Celui d’Hugo sur le lob de Raul, face à Schalke. Il n’a pas évité la défaite de l’OL, mais a au moins eu le mérite, au-delà du geste, de soulager quelque peu l’hémorragie de début de rencontre des Lyonnais. Alors même qu’ils étaient déjà menés deux buts à zéro au bout de vingt minutes. Cet arrêt, de grande classe, répond à ce moment du match (30° minute), à un autre geste venu d’ailleurs de la part de Raul, le vétéran espagnol toujours aussi inspiré. Recevant la balle dos au but, il pivote alors sur lui-même et déclenche un lob à l’aveugle, en dehors de la surface.
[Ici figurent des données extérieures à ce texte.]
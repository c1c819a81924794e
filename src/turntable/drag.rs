// SPDX-License-Identifier: MPL-2.0
//! Drag-to-scrub state
//!
//! Converts horizontal pointer movement into whole-frame steps. The anchor
//! advances only by the pixels consumed by whole frames, so slow drags still
//! accumulate into steps.

use iced::Point;

/// Manages scrub drag state
#[derive(Debug, Clone, Default)]
pub struct DragState {
    /// Whether a drag operation is currently active
    pub is_dragging: bool,

    /// Pointer X that frame steps are measured from
    pub anchor_x: Option<f32>,
}

impl DragState {
    /// Starts a drag operation at the pointer position
    pub fn start(&mut self, position: Point) {
        self.is_dragging = true;
        self.anchor_x = Some(position.x);
    }

    /// Stops the drag operation
    pub fn stop(&mut self) {
        self.is_dragging = false;
        self.anchor_x = None;
    }

    /// Returns the signed number of whole frames the pointer moved since the
    /// anchor and advances the anchor by the consumed distance.
    ///
    /// Moving right yields positive steps. Truncates toward zero.
    pub fn consume_frames(&mut self, position: Point, sensitivity: f32) -> i64 {
        if !self.is_dragging || sensitivity <= 0.0 {
            return 0;
        }
        let Some(anchor) = self.anchor_x else {
            return 0;
        };

        let frames = ((position.x - anchor) / sensitivity).trunc();
        if frames != 0.0 {
            self.anchor_x = Some(anchor + frames * sensitivity);
        }
        frames as i64
    }
}
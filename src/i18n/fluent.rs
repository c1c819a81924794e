// SPDX-License-Identifier: MPL-2.0
use crate::config::Config;
use fluent_bundle::{FluentArgs, FluentBundle, FluentResource};
use rust_embed::RustEmbed;
use std::collections::HashMap;
use unic_langid::LanguageIdentifier;

#[derive(RustEmbed)]
#[folder = "assets/i18n/"]
struct Asset;

const DEFAULT_LOCALE: &str = "en-US";

pub struct I18n {
    bundles: HashMap<LanguageIdentifier, FluentBundle<FluentResource>>,
    pub available_locales: Vec<LanguageIdentifier>,
    current_locale: LanguageIdentifier,
}

impl Default for I18n {
    fn default() -> Self {
        Self::new(None, &Config::default())
    }
}

impl std::fmt::Debug for I18n {
    fn fmt(&self, f: &mut std::fmt::Formatter<'_>) -> std::fmt::Result {
        f.debug_struct("I18n")
            .field("available_locales", &self.available_locales)
            .field("current_locale", &self.current_locale)
            .finish_non_exhaustive()
    }
}

impl I18n {
    pub fn new(cli_lang: Option<String>, config: &Config) -> Self {
        let mut bundles = HashMap::new();
        let mut available_locales = Vec::new();

        for file in Asset::iter() {
            let filename = file.as_ref();
            let Some(locale) = filename
                .strip_suffix(".ftl")
                .and_then(|name| name.parse::<LanguageIdentifier>().ok())
            else {
                continue;
            };
            let Some(content) = Asset::get(filename) else {
                continue;
            };

            let source = String::from_utf8_lossy(content.data.as_ref()).to_string();
            let resource = match FluentResource::try_new(source) {
                Ok(resource) => resource,
                Err((resource, errors)) => {
                    tracing::warn!(%locale, count = errors.len(), "translation file has syntax errors");
                    resource
                }
            };

            let mut bundle = FluentBundle::new(vec![locale.clone()]);
            bundle.set_use_isolating(false);
            if let Err(errors) = bundle.add_resource(resource) {
                tracing::warn!(%locale, count = errors.len(), "duplicate translation keys");
            }
            bundles.insert(locale.clone(), bundle);
            available_locales.push(locale);
        }
        available_locales.sort_by_key(ToString::to_string);

        let current_locale =
            resolve_locale(cli_lang, config, &available_locales)
                .unwrap_or_else(|| DEFAULT_LOCALE.parse().unwrap_or_default());
        tracing::debug!(locale = %current_locale, "ui locale selected");

        Self {
            bundles,
            available_locales,
            current_locale,
        }
    }

    pub fn set_locale(&mut self, locale: LanguageIdentifier) {
        if self.bundles.contains_key(&locale) {
            self.current_locale = locale;
        }
    }

    #[must_use]
    pub fn current_locale(&self) -> &LanguageIdentifier {
        &self.current_locale
    }

    pub fn tr(&self, key: &str) -> String {
        self.format(key, None)
    }

    pub fn tr_with_args(&self, key: &str, args: &FluentArgs) -> String {
        self.format(key, Some(args))
    }

    fn format(&self, key: &str, args: Option<&FluentArgs>) -> String {
        if let Some(bundle) = self.bundles.get(&self.current_locale) {
            if let Some(pattern) = bundle.get_message(key).and_then(|msg| msg.value()) {
                let mut errors = vec![];
                let value = bundle.format_pattern(pattern, args, &mut errors);
                if errors.is_empty() {
                    return value.to_string();
                }
            }
        }
        format!("MISSING: {}", key)
    }
}

fn resolve_locale(
    cli_lang: Option<String>,
    config: &Config,
    available: &[LanguageIdentifier],
) -> Option<LanguageIdentifier> {
    let supported = |raw: &str| {
        raw.parse::<LanguageIdentifier>()
            .ok()
            .filter(|lang| available.contains(lang))
    };

    cli_lang
        .as_deref()
        .and_then(supported)
        .or_else(|| config.general.language.as_deref().and_then(supported))
        .or_else(|| sys_locale::get_locale().as_deref().and_then(supported))
}

#[cfg(test)]
mod tests {
    use super::*;

    fn langid(raw: &str) -> LanguageIdentifier {
        raw.parse().expect("valid language identifier")
    }

    fn available() -> Vec<LanguageIdentifier> {
        vec![langid("en-US"), langid("fr")]
    }

    #[test]
    fn cli_language_wins() {
        let mut config = Config::default();
        config.general.language = Some("en-US".to_string());
        let lang = resolve_locale(Some("fr".to_string()), &config, &available());
        assert_eq!(lang, Some(langid("fr")));
    }

    #[test]
    fn config_language_is_used_without_cli() {
        let mut config = Config::default();
        config.general.language = Some("fr".to_string());
        let lang = resolve_locale(None, &config, &available());
        assert_eq!(lang, Some(langid("fr")));
    }

    #[test]
    fn unsupported_cli_language_falls_through() {
        let mut config = Config::default();
        config.general.language = Some("fr".to_string());
        let lang = resolve_locale(Some("de".to_string()), &config, &available());
        assert_eq!(lang, Some(langid("fr")));
    }

    #[test]
    fn bundled_locales_are_loaded() {
        let i18n = I18n::new(Some("en-US".into()), &Config::default());
        assert!(i18n.available_locales.contains(&langid("en-US")));
        assert!(i18n.available_locales.contains(&langid("fr")));
        assert_eq!(i18n.current_locale(), &langid("en-US"));
    }

    #[test]
    fn missing_key_is_marked() {
        let i18n = I18n::new(Some("en-US".into()), &Config::default());
        assert_eq!(i18n.tr("no-such-key"), "MISSING: no-such-key");
    }

    #[test]
    fn arguments_are_substituted() {
        let i18n = I18n::new(Some("en-US".into()), &Config::default());
        let mut args = FluentArgs::new();
        args.set("current", 3);
        args.set("total", 25);
        assert_eq!(
            i18n.tr_with_args("turntable-frame-counter", &args),
            "Frame 3 of 25"
        );
    }

    #[test]
    fn set_locale_ignores_unknown() {
        let mut i18n = I18n::new(Some("en-US".into()), &Config::default());
        i18n.set_locale(langid("de"));
        assert_eq!(i18n.current_locale(), &langid("en-US"));
        i18n.set_locale(langid("fr"));
        assert_eq!(i18n.current_locale(), &langid("fr"));
    }
}
// SPDX-License-Identifier: MPL-2.0
//! Session state kept between runs in `state.cbor`.
//!
//! Unlike `settings.toml`, this file is written by the application on every
//! relevant change and is not meant to be edited by hand. Failures never
//! abort: loading falls back to defaults and both directions report an i18n
//! warning key for the UI.

use super::paths;
use crate::catalog::SortSpec;
use serde::{Deserialize, Serialize};
use std::fs;
use std::io::{BufReader, BufWriter};
use std::path::PathBuf;

const STATE_FILE: &str = "state.cbor";

#[derive(Debug, Clone, Default, Serialize, Deserialize, PartialEq)]
pub struct AppState {
    /// Turntable subject shown when the application closed.
    #[serde(default)]
    pub last_subject: Option<String>,

    /// Magnifier toggle. `None` defers to `[magnifier] enabled`.
    #[serde(default)]
    pub magnifier_enabled: Option<bool>,

    /// Catalog sort selection.
    #[serde(default)]
    pub last_sort: Option<SortSpec>,
}

impl AppState {
    pub fn load() -> (Self, Option<String>) {
        Self::load_from(None)
    }

    /// Loads from `base_dir`, or the resolved data directory.
    pub fn load_from(base_dir: Option<PathBuf>) -> (Self, Option<String>) {
        let Some(path) = state_file_path(base_dir) else {
            return (Self::default(), None);
        };
        if !path.exists() {
            return (Self::default(), None);
        }

        let file = match fs::File::open(&path) {
            Ok(file) => file,
            Err(err) => {
                tracing::warn!(path = %path.display(), %err, "cannot open state file");
                return (
                    Self::default(),
                    Some("notification-state-read-error".to_string()),
                );
            }
        };

        match ciborium::from_reader(BufReader::new(file)) {
            Ok(state) => (state, None),
            Err(err) => {
                tracing::warn!(path = %path.display(), %err, "cannot parse state file");
                (
                    Self::default(),
                    Some("notification-state-parse-error".to_string()),
                )
            }
        }
    }

    pub fn save(&self) -> Option<String> {
        self.save_to(None)
    }

    /// Writes to `base_dir`, or the resolved data directory. Returns a
    /// warning key on failure.
    pub fn save_to(&self, base_dir: Option<PathBuf>) -> Option<String> {
        let Some(path) = state_file_path(base_dir) else {
            return Some("notification-state-path-error".to_string());
        };

        if let Some(parent) = path.parent() {
            if fs::create_dir_all(parent).is_err() {
                return Some("notification-state-dir-error".to_string());
            }
        }

        let file = match fs::File::create(&path) {
            Ok(file) => file,
            Err(_) => return Some("notification-state-create-error".to_string()),
        };
        if let Err(err) = ciborium::into_writer(self, BufWriter::new(file)) {
            tracing::warn!(path = %path.display(), %err, "cannot write state file");
            return Some("notification-state-write-error".to_string());
        }

        tracing::debug!(path = %path.display(), "state saved");
        None
    }
}

fn state_file_path(base_dir: Option<PathBuf>) -> Option<PathBuf> {
    paths::get_app_data_dir_with_override(base_dir).map(|dir| dir.join(STATE_FILE))
}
Le meilleur buteur de l’histoire de la Ligue des Champions ne marquera pas sur ce coup-là, au prix d’une claquette énorme d’un Hugo Lloris furieux envers ses partenaires. Mais tellement irrésistible dans les airs…


Une action

Celle qui a amené le but d’Aly Cissokho pour le 1-0, dimanche dernier face à Paris. Un régal pour le public, un bijou de construction pour les professionnels du ballon. Avec au départ une faute provoquée par Dejan Lovren dans les trente mètres lyonnais. Le coup-franc est vite joué. S’en suivra une séquence de près de quarante secondes de jeu, à une touche de balle et treize passes. Largeur, profondeur, décalages, pivot, tout y était. Avec en prime, le premier but d’Aly Cissokho en Ligue 1, sur une déviation lumineuse de Kim Källström (55° minute). Une action pleine de talent, de technique et surtout de maîtrise. Mais aussi une action qui rappelait, dans une certaine mesure, les séquences effectués vingt fois par match par le Barça de Pep Guardiola. Un Barça que Jérémy Pied a trouvé « terrible » le lendemain face au Real (victoire 5-0 des Blaugranas).

Une blessure

Le coup à la cheville reçu par Yoann Gourcuff face à Schalke. On est à la 55° minute de jeu, l’OL est mené 2-0 par des Allemands qui survolent ce match. Et pourtant, le défenseur Christoph Metzelder vient tacler rageusement le milieu de terrain lyonnais. Un véritable attentat sur la cheville de Yoann, qui sait tout de suite que son match est terminé. Il fait alors signe au banc lyonnais qu’il est touché. Il est donc remplacé par Miré Pjanic. L’Allemand lui, contre toute attente, ne recevra même pas un pauvre carton jaune, au regard de ce geste plus que détestable sur un terrain de football. L’OL perdra le match 3 buts à 0, et surtout son meneur de jeu.